* YOUR OBJECTIVE: Determine the number of lines below that contain the string "defaults", and state only that number.

* THE INPUT:
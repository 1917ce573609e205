//! Email message

/// One or more envelope recipients.
///
/// Built from either a single address or an ordered list of addresses; a
/// single address becomes a one-element list. Empty strings are dropped, so
/// an empty string yields no recipients at all.
#[derive(Clone, Debug, Default, PartialEq, Eq)]
pub struct Recipients(Vec<String>);

impl Recipients {
    /// Whether there are no recipients
    pub fn is_empty(&self) -> bool {
        self.0.is_empty()
    }

    /// The addresses, in the order given
    pub fn as_slice(&self) -> &[String] {
        &self.0
    }
}

impl From<&str> for Recipients {
    fn from(address: &str) -> Self {
        Self::from(address.to_string())
    }
}

impl From<String> for Recipients {
    fn from(address: String) -> Self {
        if address.is_empty() {
            Self::default()
        } else {
            Self(vec![address])
        }
    }
}

impl From<Vec<String>> for Recipients {
    fn from(addresses: Vec<String>) -> Self {
        Self(addresses.into_iter().filter(|a| !a.is_empty()).collect())
    }
}

impl From<Vec<&str>> for Recipients {
    fn from(addresses: Vec<&str>) -> Self {
        Self::from(addresses.as_slice())
    }
}

impl From<&[&str]> for Recipients {
    fn from(addresses: &[&str]) -> Self {
        Self::from(addresses.iter().map(|a| a.to_string()).collect::<Vec<_>>())
    }
}

impl<const N: usize> From<[&str; N]> for Recipients {
    fn from(addresses: [&str; N]) -> Self {
        Self::from(addresses.as_slice())
    }
}

/// The caller-supplied parts of an email.
///
/// Any field left empty is filled from the configured defaults when the
/// [`Email`] is built.
#[derive(Clone, Debug, Default, PartialEq, Eq)]
pub struct EmailFields {
    /// The sender address
    pub sender: String,

    /// The sender's display name
    pub sender_name: String,

    /// The recipients
    pub recipients: Recipients,

    /// Provider-side tag for tracking the send
    pub configuration_set: String,

    /// The subject of the email
    pub subject: String,

    /// The plain text body of the email
    pub body_text: String,
}

/// Email message
#[derive(Clone, Debug, PartialEq, Eq)]
pub struct Email {
    sender: String,
    sender_name: String,
    recipients: Vec<String>,
    configuration_set: String,
    subject: String,
    body_text: String,
}

impl Email {
    /// Builds an email from `fields`, taking each empty field from `defaults`.
    pub fn new(fields: EmailFields, defaults: &EmailFields) -> Self {
        let recipients = if fields.recipients.is_empty() {
            defaults.recipients.clone()
        } else {
            fields.recipients
        };

        Self {
            sender: or_default(fields.sender, &defaults.sender),
            sender_name: or_default(fields.sender_name, &defaults.sender_name),
            recipients: recipients.0,
            configuration_set: or_default(fields.configuration_set, &defaults.configuration_set),
            subject: or_default(fields.subject, &defaults.subject),
            body_text: or_default(fields.body_text, &defaults.body_text),
        }
    }

    /// The sender address
    pub fn sender(&self) -> &str {
        &self.sender
    }

    /// The sender's display name, empty when there is none
    pub fn sender_name(&self) -> &str {
        &self.sender_name
    }

    /// The recipients, in order
    pub fn recipients(&self) -> &[String] {
        &self.recipients
    }

    /// The configuration set, if one was given
    pub fn configuration_set(&self) -> Option<&str> {
        Some(self.configuration_set.as_str()).filter(|set| !set.is_empty())
    }

    /// The subject of the email
    pub fn subject(&self) -> &str {
        &self.subject
    }

    /// The plain text body of the email
    pub fn body_text(&self) -> &str {
        &self.body_text
    }

    /// The sender formatted for a `From`/`Source` field: `Name <address>` when
    /// there is a display name, otherwise the bare address.
    pub fn source(&self) -> String {
        if self.sender_name.is_empty() {
            self.sender.clone()
        } else {
            format!("{} <{}>", self.sender_name, self.sender)
        }
    }
}

fn or_default(value: String, default: &str) -> String {
    if value.is_empty() {
        default.to_string()
    } else {
        value
    }
}
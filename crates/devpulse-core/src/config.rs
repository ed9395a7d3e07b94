//! Layered configuration for the DevPulse services.
//!
//! Values resolve in three layers: compiled-in defaults, an optional TOML
//! file, then environment variable overrides.
//!
//! ```toml
//! [tcp]
//! listen = "0.0.0.0"   # Device ingestion listener
//! port = 2022
//!
//! [http]
//! listen = "0.0.0.0"   # REST API
//! port = 3000
//!
//! [storage]
//! path = "data/devpulse.redb"
//!
//! [liveness]
//! freshness_secs = 300
//! sweep_secs = 60
//! ```

use std::net::SocketAddr;
use std::path::Path;

use serde::{Deserialize, Serialize};

use crate::error::{Error, Result};

/// Environment variable names recognized by [`Config::apply_env`].
pub mod env_vars {
    pub const TCP_PORT: &str = "DEVPULSE_TCP_PORT";
    pub const HTTP_PORT: &str = "DEVPULSE_HTTP_PORT";
    pub const DB_PATH: &str = "DEVPULSE_DB_PATH";
    /// Set to any value to emit logs as JSON lines.
    pub const LOG_JSON: &str = "DEVPULSE_LOG_JSON";
}

/// Full service configuration.
#[derive(Debug, Clone, Default, Serialize, Deserialize)]
pub struct Config {
    /// Device ingestion (raw TCP) listener.
    #[serde(default)]
    pub tcp: TcpConfig,

    /// HTTP API listener.
    #[serde(default)]
    pub http: HttpConfig,

    /// Persistent storage.
    #[serde(default)]
    pub storage: StorageConfig,

    /// Device liveness tracking.
    #[serde(default)]
    pub liveness: LivenessConfig,
}

/// TCP ingestion listener configuration.
#[derive(Debug, Clone, Serialize, Deserialize)]
pub struct TcpConfig {
    /// Listening address.
    #[serde(default = "default_listen_addr")]
    pub listen: String,

    /// Listening port.
    #[serde(default = "default_tcp_port")]
    pub port: u16,
}

/// HTTP API listener configuration.
#[derive(Debug, Clone, Serialize, Deserialize)]
pub struct HttpConfig {
    /// Listening address.
    #[serde(default = "default_listen_addr")]
    pub listen: String,

    /// Listening port.
    #[serde(default = "default_http_port")]
    pub port: u16,
}

/// Storage configuration.
#[derive(Debug, Clone, Serialize, Deserialize)]
pub struct StorageConfig {
    /// Path to the database file.
    #[serde(default = "default_db_path")]
    pub path: String,
}

/// Liveness sweeper configuration.
#[derive(Debug, Clone, Serialize, Deserialize)]
pub struct LivenessConfig {
    /// How long since last contact a device still counts as active.
    #[serde(default = "default_freshness_secs")]
    pub freshness_secs: u64,

    /// Period of the background staleness sweep.
    #[serde(default = "default_sweep_secs")]
    pub sweep_secs: u64,
}

fn default_listen_addr() -> String {
    "0.0.0.0".to_string()
}

fn default_tcp_port() -> u16 {
    2022
}

fn default_http_port() -> u16 {
    3000
}

fn default_db_path() -> String {
    "data/devpulse.redb".to_string()
}

fn default_freshness_secs() -> u64 {
    300
}

fn default_sweep_secs() -> u64 {
    60
}

impl Default for TcpConfig {
    fn default() -> Self {
        Self {
            listen: default_listen_addr(),
            port: default_tcp_port(),
        }
    }
}

impl Default for HttpConfig {
    fn default() -> Self {
        Self {
            listen: default_listen_addr(),
            port: default_http_port(),
        }
    }
}

impl Default for StorageConfig {
    fn default() -> Self {
        Self {
            path: default_db_path(),
        }
    }
}

impl Default for LivenessConfig {
    fn default() -> Self {
        Self {
            freshness_secs: default_freshness_secs(),
            sweep_secs: default_sweep_secs(),
        }
    }
}

impl TcpConfig {
    /// Get the full socket address.
    pub fn socket_addr(&self) -> Result<SocketAddr> {
        parse_addr(&self.listen, self.port)
    }
}

impl HttpConfig {
    /// Get the full socket address.
    pub fn socket_addr(&self) -> Result<SocketAddr> {
        parse_addr(&self.listen, self.port)
    }
}

fn parse_addr(listen: &str, port: u16) -> Result<SocketAddr> {
    format!("{}:{}", listen, port)
        .parse()
        .map_err(|e| Error::Config(format!("Invalid address: {}", e)))
}

impl Config {
    /// Load configuration from a TOML file and apply environment overrides.
    pub fn load(path: impl AsRef<Path>) -> Result<Self> {
        let raw = std::fs::read_to_string(path)?;
        let mut config: Config = toml::from_str(&raw)?;
        config.apply_env();
        Ok(config)
    }

    /// Default configuration with environment overrides applied.
    pub fn from_env() -> Self {
        let mut config = Config::default();
        config.apply_env();
        config
    }

    /// Apply environment variable overrides in place. Unparseable values
    /// are ignored in favor of the current setting.
    pub fn apply_env(&mut self) {
        if let Some(port) = env_u16(env_vars::TCP_PORT) {
            self.tcp.port = port;
        }
        if let Some(port) = env_u16(env_vars::HTTP_PORT) {
            self.http.port = port;
        }
        if let Ok(path) = std::env::var(env_vars::DB_PATH) {
            self.storage.path = path;
        }
    }
}

fn env_u16(name: &str) -> Option<u16> {
    std::env::var(name).ok().and_then(|v| v.parse().ok())
}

* SOLUTION TO THE EXERCISE: 10